# AIM OF THE EXERCISE:
Where the string "thiserror" occurs in a line of the entries below, copy that line.

# Stored data:
------------

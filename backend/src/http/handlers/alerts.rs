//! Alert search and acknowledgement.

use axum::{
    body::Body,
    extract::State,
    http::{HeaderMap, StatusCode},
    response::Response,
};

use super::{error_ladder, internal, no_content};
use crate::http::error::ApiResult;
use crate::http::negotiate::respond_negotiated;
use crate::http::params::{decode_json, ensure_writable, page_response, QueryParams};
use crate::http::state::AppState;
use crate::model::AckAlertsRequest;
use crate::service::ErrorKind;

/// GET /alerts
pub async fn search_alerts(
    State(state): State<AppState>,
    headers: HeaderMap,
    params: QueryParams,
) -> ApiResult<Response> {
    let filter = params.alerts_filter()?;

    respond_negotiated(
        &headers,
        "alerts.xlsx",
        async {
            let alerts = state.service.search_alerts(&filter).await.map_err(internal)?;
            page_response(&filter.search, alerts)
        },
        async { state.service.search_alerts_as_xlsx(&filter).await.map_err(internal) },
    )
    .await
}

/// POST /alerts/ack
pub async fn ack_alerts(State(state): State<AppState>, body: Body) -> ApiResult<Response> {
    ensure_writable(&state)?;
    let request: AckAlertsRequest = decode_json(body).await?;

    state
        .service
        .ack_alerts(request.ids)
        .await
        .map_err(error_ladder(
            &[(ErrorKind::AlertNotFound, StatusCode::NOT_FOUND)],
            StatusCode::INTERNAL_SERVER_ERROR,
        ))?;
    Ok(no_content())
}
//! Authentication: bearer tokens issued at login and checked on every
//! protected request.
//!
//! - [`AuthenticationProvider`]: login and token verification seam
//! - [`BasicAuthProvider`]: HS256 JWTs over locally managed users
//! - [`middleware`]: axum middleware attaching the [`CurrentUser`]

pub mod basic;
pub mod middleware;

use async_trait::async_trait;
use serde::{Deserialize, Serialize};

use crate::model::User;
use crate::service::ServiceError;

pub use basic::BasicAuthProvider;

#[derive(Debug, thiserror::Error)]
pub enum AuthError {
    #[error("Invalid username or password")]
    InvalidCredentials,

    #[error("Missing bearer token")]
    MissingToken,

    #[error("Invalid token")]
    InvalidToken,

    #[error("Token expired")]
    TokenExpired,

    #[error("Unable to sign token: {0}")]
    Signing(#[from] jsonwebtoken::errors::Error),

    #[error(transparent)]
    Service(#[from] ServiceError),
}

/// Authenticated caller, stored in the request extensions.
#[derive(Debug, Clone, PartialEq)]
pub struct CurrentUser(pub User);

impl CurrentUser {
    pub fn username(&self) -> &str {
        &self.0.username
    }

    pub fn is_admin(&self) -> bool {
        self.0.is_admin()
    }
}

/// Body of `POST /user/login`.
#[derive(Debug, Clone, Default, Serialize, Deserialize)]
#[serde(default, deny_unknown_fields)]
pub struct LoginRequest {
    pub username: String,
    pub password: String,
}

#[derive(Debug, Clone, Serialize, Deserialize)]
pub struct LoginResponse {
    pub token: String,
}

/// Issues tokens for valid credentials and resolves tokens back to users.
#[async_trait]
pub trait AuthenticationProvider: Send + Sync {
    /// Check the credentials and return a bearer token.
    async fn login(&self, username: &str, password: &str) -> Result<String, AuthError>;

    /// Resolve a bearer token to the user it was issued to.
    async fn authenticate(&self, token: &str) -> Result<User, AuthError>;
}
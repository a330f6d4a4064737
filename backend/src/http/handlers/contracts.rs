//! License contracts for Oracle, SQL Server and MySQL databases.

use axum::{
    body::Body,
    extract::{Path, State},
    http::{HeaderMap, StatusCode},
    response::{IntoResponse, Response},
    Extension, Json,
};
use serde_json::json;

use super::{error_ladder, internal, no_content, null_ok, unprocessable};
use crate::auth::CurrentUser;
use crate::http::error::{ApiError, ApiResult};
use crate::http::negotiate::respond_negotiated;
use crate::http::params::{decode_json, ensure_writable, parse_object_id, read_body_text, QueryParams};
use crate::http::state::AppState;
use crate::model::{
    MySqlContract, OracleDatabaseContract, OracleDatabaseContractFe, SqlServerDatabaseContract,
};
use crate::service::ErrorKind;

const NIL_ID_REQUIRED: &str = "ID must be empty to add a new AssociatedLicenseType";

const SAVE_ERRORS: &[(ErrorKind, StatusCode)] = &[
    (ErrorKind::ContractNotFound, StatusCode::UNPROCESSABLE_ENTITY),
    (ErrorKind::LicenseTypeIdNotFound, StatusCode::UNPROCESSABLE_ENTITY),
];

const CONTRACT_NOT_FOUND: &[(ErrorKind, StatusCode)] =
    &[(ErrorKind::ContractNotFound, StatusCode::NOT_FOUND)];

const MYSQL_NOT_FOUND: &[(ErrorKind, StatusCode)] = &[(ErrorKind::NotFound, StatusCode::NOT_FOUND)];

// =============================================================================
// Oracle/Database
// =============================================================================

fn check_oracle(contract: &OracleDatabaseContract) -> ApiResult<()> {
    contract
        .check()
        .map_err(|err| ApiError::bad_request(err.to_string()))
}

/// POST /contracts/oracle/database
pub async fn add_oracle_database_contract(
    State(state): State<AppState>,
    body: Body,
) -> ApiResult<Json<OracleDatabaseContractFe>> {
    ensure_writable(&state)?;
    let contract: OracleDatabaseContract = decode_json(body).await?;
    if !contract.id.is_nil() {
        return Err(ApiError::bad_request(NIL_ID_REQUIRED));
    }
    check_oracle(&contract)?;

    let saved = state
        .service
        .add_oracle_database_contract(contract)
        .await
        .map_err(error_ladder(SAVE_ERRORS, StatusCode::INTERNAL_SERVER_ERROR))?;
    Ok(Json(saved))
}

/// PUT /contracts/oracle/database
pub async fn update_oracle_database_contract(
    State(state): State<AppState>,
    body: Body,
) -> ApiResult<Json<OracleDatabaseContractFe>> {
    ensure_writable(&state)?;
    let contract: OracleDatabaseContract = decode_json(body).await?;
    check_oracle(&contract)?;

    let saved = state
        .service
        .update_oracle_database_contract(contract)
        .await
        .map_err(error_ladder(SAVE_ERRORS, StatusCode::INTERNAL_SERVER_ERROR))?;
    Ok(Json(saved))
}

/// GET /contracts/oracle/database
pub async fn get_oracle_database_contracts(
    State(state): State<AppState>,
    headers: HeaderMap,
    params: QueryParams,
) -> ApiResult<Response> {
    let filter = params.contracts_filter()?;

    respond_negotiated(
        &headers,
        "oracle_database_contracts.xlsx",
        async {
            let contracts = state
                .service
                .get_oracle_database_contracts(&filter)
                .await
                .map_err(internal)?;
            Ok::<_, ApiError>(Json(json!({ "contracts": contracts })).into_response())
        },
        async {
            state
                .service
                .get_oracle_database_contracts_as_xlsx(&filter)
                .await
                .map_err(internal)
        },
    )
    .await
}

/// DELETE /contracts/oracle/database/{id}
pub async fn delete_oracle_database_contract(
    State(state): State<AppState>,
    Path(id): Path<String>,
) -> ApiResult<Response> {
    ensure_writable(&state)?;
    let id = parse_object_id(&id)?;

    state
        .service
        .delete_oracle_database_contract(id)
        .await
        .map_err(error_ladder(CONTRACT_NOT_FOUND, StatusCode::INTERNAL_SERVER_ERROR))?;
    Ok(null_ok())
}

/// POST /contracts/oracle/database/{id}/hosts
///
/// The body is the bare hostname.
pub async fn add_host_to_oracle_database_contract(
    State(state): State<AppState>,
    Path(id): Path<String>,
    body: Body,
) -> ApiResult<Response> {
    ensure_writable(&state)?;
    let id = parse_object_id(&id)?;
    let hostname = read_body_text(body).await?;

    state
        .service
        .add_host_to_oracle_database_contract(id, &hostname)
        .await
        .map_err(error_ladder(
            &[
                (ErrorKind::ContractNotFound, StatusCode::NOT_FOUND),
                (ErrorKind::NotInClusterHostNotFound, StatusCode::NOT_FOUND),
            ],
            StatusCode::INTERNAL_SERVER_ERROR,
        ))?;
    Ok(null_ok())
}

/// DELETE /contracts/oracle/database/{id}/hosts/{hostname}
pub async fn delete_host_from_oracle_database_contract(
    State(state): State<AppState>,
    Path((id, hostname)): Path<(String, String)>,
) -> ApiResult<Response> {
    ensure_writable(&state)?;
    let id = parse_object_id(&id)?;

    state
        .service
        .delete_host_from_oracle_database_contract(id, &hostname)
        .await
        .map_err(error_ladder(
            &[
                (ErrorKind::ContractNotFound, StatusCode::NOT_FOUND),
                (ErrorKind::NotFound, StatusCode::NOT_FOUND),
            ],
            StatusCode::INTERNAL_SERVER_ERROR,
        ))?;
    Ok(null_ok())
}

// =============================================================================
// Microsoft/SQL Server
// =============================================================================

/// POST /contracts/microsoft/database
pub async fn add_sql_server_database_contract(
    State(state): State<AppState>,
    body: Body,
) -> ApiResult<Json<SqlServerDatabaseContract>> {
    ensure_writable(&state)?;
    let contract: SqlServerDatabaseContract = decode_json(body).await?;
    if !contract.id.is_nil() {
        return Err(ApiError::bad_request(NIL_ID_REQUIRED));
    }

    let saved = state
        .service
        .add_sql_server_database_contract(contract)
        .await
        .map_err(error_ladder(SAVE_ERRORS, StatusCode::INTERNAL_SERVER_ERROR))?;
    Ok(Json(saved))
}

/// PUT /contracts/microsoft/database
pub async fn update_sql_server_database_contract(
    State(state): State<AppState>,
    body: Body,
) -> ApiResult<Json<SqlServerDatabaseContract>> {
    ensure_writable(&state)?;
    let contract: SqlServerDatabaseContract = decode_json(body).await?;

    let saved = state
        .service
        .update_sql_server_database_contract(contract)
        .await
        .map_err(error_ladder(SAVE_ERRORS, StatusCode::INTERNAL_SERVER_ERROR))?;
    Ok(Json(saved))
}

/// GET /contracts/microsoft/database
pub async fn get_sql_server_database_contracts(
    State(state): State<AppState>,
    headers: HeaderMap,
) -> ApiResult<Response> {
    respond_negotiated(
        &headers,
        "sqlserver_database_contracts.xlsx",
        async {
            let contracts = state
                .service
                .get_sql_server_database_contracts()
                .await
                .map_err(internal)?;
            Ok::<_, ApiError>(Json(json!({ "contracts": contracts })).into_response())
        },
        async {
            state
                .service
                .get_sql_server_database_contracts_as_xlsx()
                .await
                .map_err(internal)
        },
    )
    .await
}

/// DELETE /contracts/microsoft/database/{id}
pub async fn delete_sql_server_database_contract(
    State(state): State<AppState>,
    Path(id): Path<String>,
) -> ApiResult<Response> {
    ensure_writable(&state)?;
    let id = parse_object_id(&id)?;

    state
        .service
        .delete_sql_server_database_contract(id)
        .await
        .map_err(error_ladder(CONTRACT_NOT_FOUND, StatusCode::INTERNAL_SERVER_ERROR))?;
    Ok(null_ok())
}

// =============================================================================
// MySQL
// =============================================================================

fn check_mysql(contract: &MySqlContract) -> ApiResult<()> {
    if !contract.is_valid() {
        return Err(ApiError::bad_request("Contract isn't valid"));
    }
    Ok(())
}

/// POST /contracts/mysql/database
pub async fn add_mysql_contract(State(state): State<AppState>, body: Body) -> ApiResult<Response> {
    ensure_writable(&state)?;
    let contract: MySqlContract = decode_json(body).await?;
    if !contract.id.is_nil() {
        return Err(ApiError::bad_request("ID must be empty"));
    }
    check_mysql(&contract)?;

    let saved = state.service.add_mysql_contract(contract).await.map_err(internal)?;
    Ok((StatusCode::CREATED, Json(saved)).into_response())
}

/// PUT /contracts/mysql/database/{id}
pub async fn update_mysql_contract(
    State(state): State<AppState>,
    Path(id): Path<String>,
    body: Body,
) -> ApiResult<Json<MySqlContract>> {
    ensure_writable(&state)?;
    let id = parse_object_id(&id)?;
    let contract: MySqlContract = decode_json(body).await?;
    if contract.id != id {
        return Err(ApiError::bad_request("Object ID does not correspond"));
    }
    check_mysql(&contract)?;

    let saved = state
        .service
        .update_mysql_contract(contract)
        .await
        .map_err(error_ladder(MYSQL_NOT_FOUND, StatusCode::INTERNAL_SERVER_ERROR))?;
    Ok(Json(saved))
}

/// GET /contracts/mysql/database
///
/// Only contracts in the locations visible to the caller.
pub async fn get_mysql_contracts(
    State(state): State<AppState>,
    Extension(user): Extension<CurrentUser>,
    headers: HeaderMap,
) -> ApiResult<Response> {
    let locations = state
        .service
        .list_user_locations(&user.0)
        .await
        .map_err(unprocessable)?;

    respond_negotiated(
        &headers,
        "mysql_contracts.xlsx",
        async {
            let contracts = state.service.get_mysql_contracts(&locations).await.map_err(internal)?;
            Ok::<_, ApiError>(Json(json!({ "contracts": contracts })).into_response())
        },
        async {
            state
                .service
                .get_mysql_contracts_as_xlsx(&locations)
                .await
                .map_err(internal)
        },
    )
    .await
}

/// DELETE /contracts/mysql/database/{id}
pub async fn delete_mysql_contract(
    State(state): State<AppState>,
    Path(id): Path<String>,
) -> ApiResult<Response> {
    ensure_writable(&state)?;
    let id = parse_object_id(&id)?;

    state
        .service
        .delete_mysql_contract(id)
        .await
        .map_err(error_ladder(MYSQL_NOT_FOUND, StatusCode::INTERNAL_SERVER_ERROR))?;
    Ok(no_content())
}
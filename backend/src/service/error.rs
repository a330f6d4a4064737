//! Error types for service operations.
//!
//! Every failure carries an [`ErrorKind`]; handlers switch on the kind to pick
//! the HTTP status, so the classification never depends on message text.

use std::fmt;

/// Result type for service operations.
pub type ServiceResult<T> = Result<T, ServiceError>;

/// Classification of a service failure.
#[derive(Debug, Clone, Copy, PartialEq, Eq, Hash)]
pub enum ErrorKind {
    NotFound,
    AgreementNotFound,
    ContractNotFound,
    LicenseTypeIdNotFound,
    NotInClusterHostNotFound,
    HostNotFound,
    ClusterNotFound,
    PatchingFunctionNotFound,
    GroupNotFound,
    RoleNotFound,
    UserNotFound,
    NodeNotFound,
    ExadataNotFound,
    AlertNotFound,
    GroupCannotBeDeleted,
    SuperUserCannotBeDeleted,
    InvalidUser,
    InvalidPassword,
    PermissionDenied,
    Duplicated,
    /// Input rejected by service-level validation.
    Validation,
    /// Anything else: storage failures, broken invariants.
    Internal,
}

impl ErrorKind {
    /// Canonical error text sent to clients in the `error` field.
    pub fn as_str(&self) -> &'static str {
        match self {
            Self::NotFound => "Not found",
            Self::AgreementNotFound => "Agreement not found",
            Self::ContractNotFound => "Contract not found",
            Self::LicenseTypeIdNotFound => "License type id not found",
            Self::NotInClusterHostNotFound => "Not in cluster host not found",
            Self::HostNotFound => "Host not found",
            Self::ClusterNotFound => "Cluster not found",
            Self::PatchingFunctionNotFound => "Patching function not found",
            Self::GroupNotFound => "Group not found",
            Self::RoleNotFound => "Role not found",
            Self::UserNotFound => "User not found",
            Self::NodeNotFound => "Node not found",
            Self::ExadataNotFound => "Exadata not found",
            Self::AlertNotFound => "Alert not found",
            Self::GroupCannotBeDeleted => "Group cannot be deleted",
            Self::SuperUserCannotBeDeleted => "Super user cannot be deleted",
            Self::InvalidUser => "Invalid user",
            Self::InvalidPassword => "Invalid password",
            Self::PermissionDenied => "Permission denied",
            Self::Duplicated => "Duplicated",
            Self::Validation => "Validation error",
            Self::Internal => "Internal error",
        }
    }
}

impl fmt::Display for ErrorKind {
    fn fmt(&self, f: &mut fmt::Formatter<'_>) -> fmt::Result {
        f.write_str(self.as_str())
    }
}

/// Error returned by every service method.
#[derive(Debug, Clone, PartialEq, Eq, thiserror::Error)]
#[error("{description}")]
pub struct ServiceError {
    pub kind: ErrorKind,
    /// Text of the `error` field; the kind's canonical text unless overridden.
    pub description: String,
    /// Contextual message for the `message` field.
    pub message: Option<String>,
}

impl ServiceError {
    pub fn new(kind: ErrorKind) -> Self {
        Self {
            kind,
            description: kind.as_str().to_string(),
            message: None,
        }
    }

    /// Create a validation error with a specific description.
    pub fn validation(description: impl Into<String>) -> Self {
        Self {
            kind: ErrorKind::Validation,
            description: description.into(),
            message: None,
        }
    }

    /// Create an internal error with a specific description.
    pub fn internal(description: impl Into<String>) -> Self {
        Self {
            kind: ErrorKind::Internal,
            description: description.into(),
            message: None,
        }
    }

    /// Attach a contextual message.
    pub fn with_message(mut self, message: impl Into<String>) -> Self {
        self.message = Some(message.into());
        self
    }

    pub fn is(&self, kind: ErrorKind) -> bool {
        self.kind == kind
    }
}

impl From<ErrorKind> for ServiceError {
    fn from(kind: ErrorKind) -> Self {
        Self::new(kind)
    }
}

------------

# TASK OUTPUT:
#[derive(Debug, thiserror::Error)]
#[derive(Debug, Clone, PartialEq, Eq, thiserror::Error)]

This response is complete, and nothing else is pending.